How do you plan to examine that? You don't have access to
the professional journals where all that stuff was published.

> the only way to do it is byfinding how many atoms per cubic centimeter
> are in it (the diamond crystal) and ......

*sigh* For the 10th time: 1.77 * 10^23 atoms per cm^3.

> find *in a different way !!! ie through the x ray data

Already done decades ago.

> *how many 'joints' (!) (ie those points from which those 'bars stretch out)
> so how many joints per cn^2 are there* (from the x ray data.

Since the "bars" are not material things, but merely drawn there in
the pictures for illustration, your definition of "joint" doesn't
make sense for a real-world crystal.

> not from your parroting about the 'well known'
> but from your or the calculation that we will do togethere -
> calculation that we will check it here!!

Calculate what?

> (it will be more than one atom per 'joint' !!) thats my prediction.

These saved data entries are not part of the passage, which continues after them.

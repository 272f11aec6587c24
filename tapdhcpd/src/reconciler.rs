//! Config Reconciler: turns binding-file add/remove events into Binding Store
//! mutations.

use std::path::{Path, PathBuf};

use thiserror::Error;
use tracing::warn;

use crate::binding_file::parse_binding_file;
use crate::host::{self, HostInfoError};
use crate::store::BindingStore;

#[derive(Debug, Error)]
pub enum ReconcileError {
    #[error("failed to enumerate configuration directory {path}: {source}")]
    ReadDir {
        path: PathBuf,
        #[source]
        source: std::io::Error,
    },
}

pub struct Reconciler {
    sysfs_net_root: PathBuf,
}

impl Reconciler {
    pub fn new(sysfs_net_root: PathBuf) -> Self {
        Self { sysfs_net_root }
    }

    /// Enumerate `config_dir` and issue a synthetic add for each existing
    /// file, matching the behavior of a fresh inotify watch whose directory
    /// already has content.
    pub fn reconcile_initial(
        &self,
        store: &mut BindingStore,
        config_dir: &Path,
    ) -> Result<(), ReconcileError> {
        let entries = std::fs::read_dir(config_dir).map_err(|source| ReconcileError::ReadDir {
            path: config_dir.to_path_buf(),
            source,
        })?;
        for entry in entries.flatten() {
            if entry.file_type().map(|t| t.is_file()).unwrap_or(false) {
                self.handle_write(store, &entry.path());
            }
        }
        Ok(())
    }

    /// Handle a file-closed-after-write event for `path`.
    pub fn handle_write(&self, store: &mut BindingStore, path: &Path) {
        let Some(iface) = path.file_name().and_then(|n| n.to_str()) else {
            return;
        };

        let contents = match std::fs::read_to_string(path) {
            Ok(contents) => contents,
            Err(err) => {
                warn!(iface, error = %err, "failed to read binding file");
                return;
            }
        };

        let candidate = parse_binding_file(&contents);
        let Some(client) = candidate.into_client(iface) else {
            warn!(iface, "binding file missing required fields, not installed");
            return;
        };

        let ifindex = match host::ifindex(&self.sysfs_net_root, iface) {
            Ok(ifindex) => ifindex,
            Err(HostInfoError::PathTraversal(name)) => {
                warn!(iface = %name, "interface name escapes sysfs-net root, dropping candidate");
                return;
            }
            Err(err) => {
                warn!(iface, error = %err, "stale configuration: interface not present on host");
                return;
            }
        };

        let ipv4_subnet = host::parse_routes_v4(&client.link);
        let ipv6_subnet = host::parse_routes_v6(&client.link);
        store.upsert(client, ifindex, ipv4_subnet, ipv6_subnet);
    }

    /// Handle a file-deleted event naming `iface`.
    pub fn handle_remove(&self, store: &mut BindingStore, iface: &str) {
        store.remove_iface(iface);
    }
}

#[cfg(test)]
mod tests {
    use super::*;
    use std::fs;

    fn fake_sysfs(root: &Path, iface: &str, ifindex: &str, addr: &str) {
        let dir = root.join(iface);
        fs::create_dir_all(&dir).unwrap();
        fs::write(dir.join("ifindex"), ifindex).unwrap();
        fs::write(dir.join("address"), addr).unwrap();
    }

    #[test]
    fn handle_write_installs_a_valid_binding() {
        let sysfs = tempfile::tempdir().unwrap();
        fake_sysfs(sysfs.path(), "tap0", "7\n", "52:54:00:aa:bb:cc\n");
        let config = tempfile::tempdir().unwrap();
        let binding_path = config.path().join("tap0");
        fs::write(
            &binding_path,
            "MAC=52:54:00:12:34:56\nIP=10.0.0.7\nLINK=br0\nHOSTNAME=vm7.example.org\n",
        )
        .unwrap();

        let reconciler = Reconciler::new(sysfs.path().to_path_buf());
        let mut store = BindingStore::new();
        reconciler.handle_write(&mut store, &binding_path);

        let mac = netwire::parse_mac("52:54:00:12:34:56").unwrap();
        let client = store.client_by_mac(&mac).expect("client installed");
        assert_eq!(client.iface, "tap0");
        assert_eq!(store.iface_by_ifindex(7), Some("tap0"));
    }

    #[test]
    fn handle_write_skips_candidate_when_interface_is_absent() {
        let sysfs = tempfile::tempdir().unwrap();
        let config = tempfile::tempdir().unwrap();
        let binding_path = config.path().join("tap0");
        fs::write(
            &binding_path,
            "MAC=52:54:00:12:34:56\nIP=10.0.0.7\nHOSTNAME=vm7\n",
        )
        .unwrap();

        let reconciler = Reconciler::new(sysfs.path().to_path_buf());
        let mut store = BindingStore::new();
        reconciler.handle_write(&mut store, &binding_path);

        let mac = netwire::parse_mac("52:54:00:12:34:56").unwrap();
        assert!(store.client_by_mac(&mac).is_none());
    }

    #[test]
    fn handle_remove_evicts_the_named_interface() {
        let sysfs = tempfile::tempdir().unwrap();
        fake_sysfs(sysfs.path(), "tap0", "7\n", "52:54:00:aa:bb:cc\n");
        let config = tempfile::tempdir().unwrap();
        let binding_path = config.path().join("tap0");
        fs::write(
            &binding_path,
            "MAC=52:54:00:12:34:56\nIP=10.0.0.7\nLINK=br0\nHOSTNAME=vm7.example.org\n",
        )
        .unwrap();

        let reconciler = Reconciler::new(sysfs.path().to_path_buf());
        let mut store = BindingStore::new();
        reconciler.handle_write(&mut store, &binding_path);
        reconciler.handle_remove(&mut store, "tap0");

        let mac = netwire::parse_mac("52:54:00:12:34:56").unwrap();
        assert!(store.client_by_mac(&mac).is_none());
    }

    #[test]
    fn reconcile_initial_picks_up_preexisting_files() {
        let sysfs = tempfile::tempdir().unwrap();
        fake_sysfs(sysfs.path(), "tap0", "7\n", "52:54:00:aa:bb:cc\n");
        let config = tempfile::tempdir().unwrap();
        fs::write(
            config.path().join("tap0"),
            "MAC=52:54:00:12:34:56\nIP=10.0.0.7\nLINK=br0\nHOSTNAME=vm7.example.org\n",
        )
        .unwrap();

        let reconciler = Reconciler::new(sysfs.path().to_path_buf());
        let mut store = BindingStore::new();
        reconciler
            .reconcile_initial(&mut store, config.path())
            .unwrap();

        let mac = netwire::parse_mac("52:54:00:12:34:56").unwrap();
        assert!(store.client_by_mac(&mac).is_some());
    }
}
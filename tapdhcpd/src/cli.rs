//! Command-line surface. One flat mode of operation — there is no
//! subcommand tree, unlike a multi-mode tool, so this is a single `Parser`
//! struct rather than the `Command` enum the teacher crate uses for its
//! several verbs.

use std::net::Ipv4Addr;
use std::path::PathBuf;

use clap::Parser;

/// Default queue numbers. The RS default is deliberately distinct from the
/// DHCP default — the source daemon this was modeled on let both collide at
/// 42, which this implementation treats as a latent bug rather than
/// behavior worth reproducing (see DESIGN.md).
pub const DEFAULT_DHCP_QUEUE: u16 = 42;
pub const DEFAULT_RS_QUEUE: u16 = 43;
pub const DEFAULT_NS_QUEUE: u16 = 44;

pub const DEFAULT_PID_FILE: &str = "/var/run/nfdhcpd.pid";
pub const DEFAULT_SYSFS_NET_ROOT: &str = "/sys/class/net";

/// The original daemon's two hard-coded recursive resolvers, kept as the
/// default so existing deployments see unchanged behavior without a config
/// edit (Open Question 5).
pub const DEFAULT_NAME_SERVERS: [Ipv4Addr; 2] =
    [Ipv4Addr::new(194, 177, 210, 10), Ipv4Addr::new(194, 177, 210, 211)];

#[derive(Parser, Debug)]
#[command(name = "tapdhcpd")]
#[command(about = "Promiscuous per-tap DHCP/IPv6-ND responder for VM hosting hypervisors")]
pub struct Cli {
    /// Directory of per-interface binding files to watch.
    #[arg(long)]
    pub path: PathBuf,

    /// NFQUEUE number carrying captured DHCPv4 traffic. Pass 0 to disable.
    #[arg(long, default_value_t = DEFAULT_DHCP_QUEUE)]
    pub dhcp_queue: u16,

    /// NFQUEUE number carrying captured IPv6 Router Solicitations. Pass 0 to disable.
    #[arg(long, default_value_t = DEFAULT_RS_QUEUE)]
    pub rs_queue: u16,

    /// NFQUEUE number carrying captured IPv6 Neighbor Solicitations. Pass 0 to disable.
    #[arg(long, default_value_t = DEFAULT_NS_QUEUE)]
    pub ns_queue: u16,

    /// Recursive DNS servers advertised to clients (repeatable, 1 or 2 expected).
    #[arg(long = "name-server")]
    pub name_servers: Vec<Ipv4Addr>,

    /// Unprivileged user to switch to after opening raw sockets and queues.
    #[arg(long, default_value = "nobody")]
    pub user: String,

    /// Where to write the PID file when daemonized.
    #[arg(long, default_value = DEFAULT_PID_FILE)]
    pub pid_file: PathBuf,

    /// Stay in the foreground instead of daemonizing; logs go to stderr.
    #[arg(long)]
    pub foreground: bool,

    /// Raise the log verbosity floor to DEBUG.
    #[arg(long)]
    pub debug: bool,

    /// Root of the kernel's network-info pseudo-filesystem. Override point for tests.
    #[arg(long, default_value = DEFAULT_SYSFS_NET_ROOT)]
    pub sysfs_net_root: PathBuf,
}

impl Cli {
    /// The resolver list to advertise: the CLI's own values if any were
    /// given, otherwise the original daemon's two hard-coded addresses.
    pub fn resolved_name_servers(&self) -> Vec<Ipv4Addr> {
        if self.name_servers.is_empty() {
            DEFAULT_NAME_SERVERS.to_vec()
        } else {
            self.name_servers.clone()
        }
    }
}

#[cfg(test)]
mod tests {
    use super::*;

    #[test]
    fn defaults_give_non_colliding_queue_numbers() {
        assert_ne!(DEFAULT_DHCP_QUEUE, DEFAULT_RS_QUEUE);
        assert_ne!(DEFAULT_RS_QUEUE, DEFAULT_NS_QUEUE);
        assert_ne!(DEFAULT_DHCP_QUEUE, DEFAULT_NS_QUEUE);
    }

    #[test]
    fn empty_name_servers_fall_back_to_the_original_pair() {
        let cli = Cli {
            path: "/tmp".into(),
            dhcp_queue: DEFAULT_DHCP_QUEUE,
            rs_queue: DEFAULT_RS_QUEUE,
            ns_queue: DEFAULT_NS_QUEUE,
            name_servers: vec![],
            user: "nobody".into(),
            pid_file: DEFAULT_PID_FILE.into(),
            foreground: true,
            debug: false,
            sysfs_net_root: DEFAULT_SYSFS_NET_ROOT.into(),
        };
        assert_eq!(cli.resolved_name_servers(), DEFAULT_NAME_SERVERS.to_vec());
    }
}
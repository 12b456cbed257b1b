//! In-place normalization of a Swagger document.
//!
//! After a flatten run no inline object shape remains inside a body
//! parameter, a response, or a named definition: each one lives in the
//! definitions table under a synthesized (or title-supplied) name, and the
//! original site holds a reference. Structurally identical shapes collapse
//! to one definition, and definitions that were bare aliases of other
//! definitions are collapsed to direct content.

mod alias;
mod dedup;
mod normalizer;

pub use normalizer::{FlattenOptions, flatten, flatten_with_options};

On what do you base this prediction?

Can you explain the obtained X-ray data based on your prediction?

> and that will lead to a new unknown problem.

Why do you act as if your prediction had already been established
as a fact?

> --------------------
> Y.Porat
> -----------------------
>
>

You forgot to point out that you are a crackpot.

Bye,
Bjoern